One Facebook commentator suggested that women need to claim their inner “bitchiness” and use it judiciously. Becker states that “Women need to claim power” and at the same time work learn to “deal with our interior ambivalence about power.”

Which leads to the question, “What is power?” Becker defines power as “the capacity to produce change.” Power, Becker says, is expressed in three ways as: capacity, commodity, and relationship.[xiv]

Power as a capacity means “to be able to do.”  Power as the “capacity to produce change” is a very different way of understanding power than the more traditional “power over,” also known as “power as a commodity.”

Power as a commodity means that the “authoritative power is external to the leader and accumulates or diminishes. Power as a commodity is like playing a “zero-sum game,” where in the more one has the less another has.

Power as a relationship is “power-with” and is based on the interaction of people and an organization to accomplish its ends. Power-with is the most diffused form of power.  Power as relationship, the power-with – is the typical form of power that women engage in. However “power-with” is experienced as the most passive form of power.

All three of these forms of power have strengths and weakness and the potential to be abusive.

As the number of women in leadership positions increase and as women rise into ever greater leadership positions we need to learn how to balance the challenges of our ambivalence to power, our need to be liked and build relationship, and our preference for collaborative leadership over hierarchical paradigms.

Women, whether in leadership positions or not, learn how to navigate hierarchy, encounter all forms of power, including abuse of power, and deal with misogynistic attitudes and language. Women learn to sustain all of these alongside our primary drive to create, sustain, and nurture relationships. Women in leadership need to learn how to do all of these while also learning how to not being afraid of our so called “inner bitch”(a term I don’t  like, but it is what strong women leaders are often called). Women cannot be afraid of the inevitable “pushback” that tries to stifle our expressions of power and leadership.

No doubt it would be much easier if our leadership was valued for simply being what it is. Some suggest the less ambivalent a woman is about her own power the more people around her adapt to her leadership. This, however sounds like a “blame the victim” argument and removes responsibility for bad behavior from the very people who are acting out in response to a woman’s leadership. Studies are inconclusive and it’s hard to know what true women’s leadership looks like because it is impossible to study women’s leadership outside the constraints of patriarchy. What would women’s leadership look like if patriarchy were not the norm and the standard?[xv]

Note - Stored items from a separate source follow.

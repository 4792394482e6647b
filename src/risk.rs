//! Pre-execution risk validation.
//!
//! Weight and per-trade breaches are scaled down to the limit; the
//! daily turnover cap is hard and aborts the plan outright.

use rustc_hash::FxHashMap;
use serde::Serialize;

use crate::config::{LotConfig, RiskConfig};
use crate::drift::Valuation;
use crate::error::{Error, Result};
use crate::plan::{RebalancePlan, round_down_to_lot};
use crate::types::{Asset, Side};

/// Hard limits a plan must satisfy before execution.
#[derive(Debug, Clone, Copy)]
pub struct RiskLimits {
    pub max_single_asset_weight: f64,
    pub max_daily_turnover_cents: i64,
    pub max_trade_notional_cents: i64,
}

impl RiskLimits {
    pub fn from_config(config: &RiskConfig) -> Self {
        Self {
            max_single_asset_weight: config.max_single_asset_weight,
            max_daily_turnover_cents: (config.max_daily_turnover_usd * 100.0) as i64,
            max_trade_notional_cents: (config.max_trade_usd * 100.0) as i64,
        }
    }
}

/// A leg the guard shrank to fit a limit.
#[derive(Debug, Clone, Serialize)]
pub struct Adjustment {
    pub asset: Asset,
    pub rule: &'static str,
    pub old_qty: f64,
    pub new_qty: f64,
}

/// A plan that passed the risk guard, possibly after scale-downs.
#[derive(Debug, Clone)]
pub struct ValidatedPlan {
    pub plan: RebalancePlan,
    pub adjustments: Vec<Adjustment>,
}

fn post_trade_values(plan: &RebalancePlan, valuation: &Valuation) -> FxHashMap<Asset, i64> {
    let mut values = valuation.values_cents.clone();
    for leg in &plan.legs {
        let signed = match leg.side {
            Side::Buy => leg.notional_cents,
            Side::Sell => -leg.notional_cents,
        };
        *values.entry(leg.asset).or_insert(0) += signed;
    }
    values
}

/// Validate a plan against the limits, scaling where the rules allow.
///
/// Checks, in order: (a) post-trade weight per asset, where offending BUY
/// legs are scaled so the limit is met exactly, then lot-rounded;
/// (b) remaining daily turnover, a hard abort; (c) per-leg notional,
/// scaled to the cap. After one scaling pass the plan is re-validated
/// once; any violation still present aborts.
pub fn validate(
    mut plan: RebalancePlan,
    limits: &RiskLimits,
    valuation: &Valuation,
    turnover_consumed_cents: i64,
    lots: &LotConfig,
) -> Result<ValidatedPlan> {
    let total = valuation.total_cents;
    let mut adjustments = Vec::new();

    for revalidation in [false, true] {
        let mut violated = false;

        // (a) post-trade single-asset weight. Comparisons run in whole
        // cents with one cent of slack for notional rounding, plus one
        // lot of slack for assets the plan trades: lot-rounding a
        // correcting leg legitimately leaves up to one lot of dust.
        let weight_cap_cents = (limits.max_single_asset_weight * total as f64).round() as i64;
        let post_values = post_trade_values(&plan, valuation);
        let offenders: Vec<Asset> = {
            let one_lot_slack = |asset: Asset| -> i64 {
                plan.legs
                    .iter()
                    .filter(|l| l.asset == asset)
                    .map(|l| (lots.lot_for(asset) * l.estimated_price_cents as f64).ceil() as i64)
                    .max()
                    .unwrap_or(0)
            };
            let mut offenders: Vec<Asset> = post_values
                .iter()
                .filter(|(a, v)| **v > weight_cap_cents + 1 + one_lot_slack(**a))
                .map(|(a, _)| *a)
                .collect();
            offenders.sort();
            offenders
        };

        for asset in offenders {
            let weight = post_values[&asset] as f64 / total as f64;
            if revalidation {
                return Err(Error::RiskLimit(format!(
                    "{asset} still at {:.1}% after scale-down (limit {:.1}%)",
                    weight * 100.0,
                    limits.max_single_asset_weight * 100.0,
                )));
            }

            let buy_notional: i64 = plan
                .legs
                .iter()
                .filter(|l| l.asset == asset && l.side == Side::Buy)
                .map(|l| l.notional_cents)
                .sum();
            if buy_notional == 0 {
                return Err(Error::RiskLimit(format!(
                    "{asset} at {:.1}% exceeds {:.1}% limit and no buy leg can be scaled",
                    weight * 100.0,
                    limits.max_single_asset_weight * 100.0,
                )));
            }

            let allowed_extra = weight_cap_cents - valuation.value_cents(asset);
            let factor = (allowed_extra.max(0) as f64 / buy_notional as f64).clamp(0.0, 1.0);

            for leg in plan
                .legs
                .iter_mut()
                .filter(|l| l.asset == asset && l.side == Side::Buy)
            {
                let old_qty = leg.quantity;
                leg.quantity = round_down_to_lot(old_qty * factor, lots.lot_for(asset));
                leg.notional_cents =
                    (leg.quantity * leg.estimated_price_cents as f64).round() as i64;
                adjustments.push(Adjustment {
                    asset,
                    rule: "max_single_asset_weight",
                    old_qty,
                    new_qty: leg.quantity,
                });
            }
            violated = true;
        }
        plan.legs.retain(|l| l.quantity > 0.0 && l.notional_cents > 0);

        // (b) daily turnover: hard cap, no scaling
        let plan_notional = plan.total_notional_cents();
        let remaining = limits.max_daily_turnover_cents - turnover_consumed_cents;
        if plan_notional > remaining {
            return Err(Error::RiskLimit(format!(
                "plan notional ${:.2} exceeds remaining daily turnover ${:.2}",
                plan_notional as f64 / 100.0,
                remaining.max(0) as f64 / 100.0,
            )));
        }

        // (c) per-leg notional cap, same one-cent slack
        for leg in &mut plan.legs {
            if leg.notional_cents > limits.max_trade_notional_cents + 1 {
                if revalidation {
                    return Err(Error::RiskLimit(format!(
                        "{} {} still ${:.2} after scale-down (cap ${:.2})",
                        leg.side,
                        leg.asset,
                        leg.notional_cents as f64 / 100.0,
                        limits.max_trade_notional_cents as f64 / 100.0,
                    )));
                }
                let old_qty = leg.quantity;
                let factor = limits.max_trade_notional_cents as f64 / leg.notional_cents as f64;
                leg.quantity = round_down_to_lot(old_qty * factor, lots.lot_for(leg.asset));
                leg.notional_cents =
                    (leg.quantity * leg.estimated_price_cents as f64).round() as i64;
                adjustments.push(Adjustment {
                    asset: leg.asset,
                    rule: "max_trade_notional",
                    old_qty,
                    new_qty: leg.quantity,
                });
                violated = true;
            }
        }
        plan.legs.retain(|l| l.quantity > 0.0 && l.notional_cents > 0);

        if !violated {
            break;
        }
    }

    Ok(ValidatedPlan { plan, adjustments })
}
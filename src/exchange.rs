//! Venue access interfaces: market data, balances, orders, transfers.
//!
//! The engine talks to venues only through these traits; the paper and
//! live exchanges are two implementations of the same contract.

use std::time::Duration;

use rustc_hash::FxHashMap;

use crate::types::{Asset, Side, Venue};

/// Errors surfaced by venue calls.
#[derive(Debug, thiserror::Error)]
pub enum ExchangeError {
    #[error("no response within {0:?}")]
    Timeout(Duration),

    #[error("rate limit exceeded")]
    RateLimited,

    #[error("venue unavailable: {0}")]
    Unavailable(String),

    #[error("insufficient {asset} on {venue}: have {available}, need {required}")]
    InsufficientBalance {
        asset: Asset,
        venue: Venue,
        available: f64,
        required: f64,
    },

    #[error("price unavailable for {0}")]
    PriceUnavailable(Asset),

    #[error("invalid order: {0}")]
    InvalidOrder(String),

    #[error("authentication error: {0}")]
    Auth(String),
}

impl ExchangeError {
    /// Transient errors are retried with backoff; everything else fails
    /// the leg immediately.
    pub fn is_transient(&self) -> bool {
        matches!(
            self,
            ExchangeError::Timeout(_) | ExchangeError::RateLimited | ExchangeError::Unavailable(_)
        )
    }
}

pub type ExchangeResult<T> = std::result::Result<T, ExchangeError>;

/// Spot price source. Prices are cents per whole unit of the asset.
pub trait MarketData {
    fn price_cents(&self, asset: Asset) -> ExchangeResult<i64>;
}

/// Fill produced by an order. Identical shape in paper and live mode.
#[derive(Debug, Clone, Copy, PartialEq, serde::Serialize, serde::Deserialize)]
pub struct FillResult {
    pub filled_qty: f64,
    pub avg_price_cents: i64,
    pub fee_cents: i64,
}

/// Acknowledged inter-venue transfer.
#[derive(Debug, Clone, Copy, PartialEq, serde::Serialize, serde::Deserialize)]
pub struct TransferResult {
    pub delivered: f64,
    pub fee_cents: i64,
}

/// Account access across both venues. Every call is timeout-bounded;
/// a call that produces no response within its timeout returns
/// [`ExchangeError::Timeout`].
pub trait ExchangeClient {
    fn balances(&self, venue: Venue) -> ExchangeResult<FxHashMap<Asset, f64>>;

    fn place_order(
        &self,
        venue: Venue,
        asset: Asset,
        side: Side,
        quantity: f64,
        timeout: Duration,
    ) -> ExchangeResult<FillResult>;

    fn transfer(
        &self,
        asset: Asset,
        amount: f64,
        from: Venue,
        to: Venue,
        timeout: Duration,
    ) -> ExchangeResult<TransferResult>;
}

#[cfg(test)]
mod tests {
    use super::*;

    #[test]
    fn transient_classification() {
        assert!(ExchangeError::Timeout(Duration::from_secs(30)).is_transient());
        assert!(ExchangeError::RateLimited.is_transient());
        assert!(ExchangeError::Unavailable("maintenance".into()).is_transient());

        assert!(!ExchangeError::InvalidOrder("bad qty".into()).is_transient());
        assert!(!ExchangeError::PriceUnavailable(Asset::new("BTC")).is_transient());
        assert!(
            !ExchangeError::InsufficientBalance {
                asset: Asset::new("BTC"),
                venue: Venue::Pro,
                available: 0.0,
                required: 0.5,
            }
            .is_transient()
        );
        assert!(!ExchangeError::Auth("bad key".into()).is_transient());
    }

    #[test]
    fn insufficient_balance_message() {
        let err = ExchangeError::InsufficientBalance {
            asset: Asset::new("ETH"),
            venue: Venue::Standard,
            available: 1.0,
            required: 2.5,
        };
        let msg = err.to_string();
        assert!(msg.contains("ETH"));
        assert!(msg.contains("standard"));
        assert!(msg.contains("2.5"));
    }
}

What are the real differences in male and female leadership? How might these differences impact congregational conflict? Is there a correlation between the increase in church conflict and an increase in the number of women in leadership and the election of a black man as President of the United States? In other words is there an increase in congregational conflict because the face of leadership has changed and people don’t know how to name the anxiety that this change has caused? And, is this in part because people actually want the very change that makes them anxious? People want equality, in theory, but do not yet know how to really manage what it feels like in practice? And so there is push to have women suppress their leadership skills in order to keep people within their comfort zone while at the same time being able to say they have a woman in leadership? Is this another form of prejudice that lives just below the surface in such a way that enables people to continue to act as if the real problem is something else, like the way the person behaves, rather than the anxiety that is aroused by having a different face in leadership?

Furthermore, when women clergy find themselves in conflict with members of the congregation or with congregational dynamics, our anxiety is grounded in a different place than men’s anxiety in conflict. Men are able to remove their emotions from the situation and view it from the perspective of universal principles of justice – what is right and fair and just in this? Women navigate conflict in a more complex way. Like men, women consider what is right and fair and just in the situation. However, women need to understand both their feelings and the feelings of the others involved. How each party feels is important. Both men and women strive to work through conflict with an appropriate balance of boundaries and the intent to build healthier relationships. That women lead from a feeling state and work to balance feelings with facts and data adds another dimension and layer of complexity to how women experience conflict, solve problems, and function as leaders. Men, to some degree, are able to maintain distance from the feeling state which enables men to experience conflict in a less complex way. Neither approach is better than the other. Working through emotions, first, in order to arrive at the universal principles, is a process that needs to be recognized and honored as a strength instead of a weakness.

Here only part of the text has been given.